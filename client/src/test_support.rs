//! Scripted TCP server for unit tests
//!
//! Answers each accepted connection with the next canned response and
//! records the raw request text it received.

use std::sync::Arc;
use tokio::io::{AsyncReadExt, AsyncWriteExt};
use tokio::net::{TcpListener, TcpStream};
use tokio::task::JoinHandle;

use crate::connection::Connection;
use crate::database::Database;
use phly_couch_core::ClientConfig;

pub(crate) struct FakeServer {
    port: u16,
    handle: JoinHandle<Vec<String>>,
}

impl FakeServer {
    pub(crate) async fn start(responses: Vec<String>) -> Self {
        let _ = env_logger::builder().is_test(true).try_init();

        let listener = TcpListener::bind("127.0.0.1:0").await.unwrap();
        let port = listener.local_addr().unwrap().port();
        let handle = tokio::spawn(async move {
            let mut requests = Vec::new();
            for response in responses {
                let (mut socket, _) = listener.accept().await.unwrap();
                requests.push(read_request(&mut socket).await);
                socket.write_all(response.as_bytes()).await.unwrap();
                socket.shutdown().await.unwrap();
            }
            requests
        });

        Self { port, handle }
    }

    pub(crate) fn connection(&self) -> Arc<Connection> {
        Arc::new(Connection::new(ClientConfig {
            port: self.port,
            ..ClientConfig::testing()
        }))
    }

    pub(crate) fn database(&self, name: &str) -> Database {
        Database::new(name, self.connection()).unwrap()
    }

    /// Wait until every scripted response was served
    pub(crate) async fn requests(self) -> Vec<String> {
        self.handle.await.unwrap()
    }

    /// A port with nothing listening on it
    pub(crate) async fn unused_port() -> u16 {
        let listener = TcpListener::bind("127.0.0.1:0").await.unwrap();
        listener.local_addr().unwrap().port()
    }

    /// A listener that accepts connections and never answers
    pub(crate) async fn silent() -> (u16, JoinHandle<()>) {
        let listener = TcpListener::bind("127.0.0.1:0").await.unwrap();
        let port = listener.local_addr().unwrap().port();
        let handle = tokio::spawn(async move {
            let mut open = Vec::new();
            while let Ok((socket, _)) = listener.accept().await {
                open.push(socket);
            }
        });
        (port, handle)
    }
}

/// Read one request: headers, then `Content-Length` bytes of body
pub(crate) async fn read_request(socket: &mut TcpStream) -> String {
    let mut buffer = Vec::new();
    let mut chunk = [0u8; 4096];
    loop {
        if let Some(end) = header_end(&buffer) {
            let head = String::from_utf8_lossy(&buffer[..end]).to_string();
            if buffer.len() >= end + 4 + content_length(&head) {
                break;
            }
        }
        let read = socket.read(&mut chunk).await.unwrap();
        if read == 0 {
            break;
        }
        buffer.extend_from_slice(&chunk[..read]);
    }
    String::from_utf8(buffer).unwrap()
}

fn header_end(buffer: &[u8]) -> Option<usize> {
    buffer.windows(4).position(|window| window == b"\r\n\r\n")
}

fn content_length(head: &str) -> usize {
    head.lines()
        .find_map(|line| line.strip_prefix("Content-Length: "))
        .and_then(|value| value.trim().parse().ok())
        .unwrap_or(0)
}

/// A 200 response with a JSON body
pub(crate) fn ok(body: &str) -> String {
    status(200, body)
}

/// A response with the given status and JSON body
pub(crate) fn status(code: u16, body: &str) -> String {
    format!(
        "HTTP/1.0 {} Status\r\nServer: CouchDB/0.9.0 (Erlang OTP/R12B)\r\nContent-Type: text/plain;charset=utf-8\r\nContent-Length: {}\r\n\r\n{}",
        code,
        body.len(),
        body
    )
}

........

» **Try it**: Starting at the line that contains "Status\r\nServer: CouchDB/0.9.0 (Erlang", write out every line through the end of the entries, exactly and with nothing added.

» **Exercise result**:
        "HTTP/1.0 {} Status\r\nServer: CouchDB/0.9.0 (Erlang OTP/R12B)\r\nContent-Type: text/plain;charset=utf-8\r\nContent-Length: {}\r\n\r\n{}",
        code,
        body.len(),
        body
    )
}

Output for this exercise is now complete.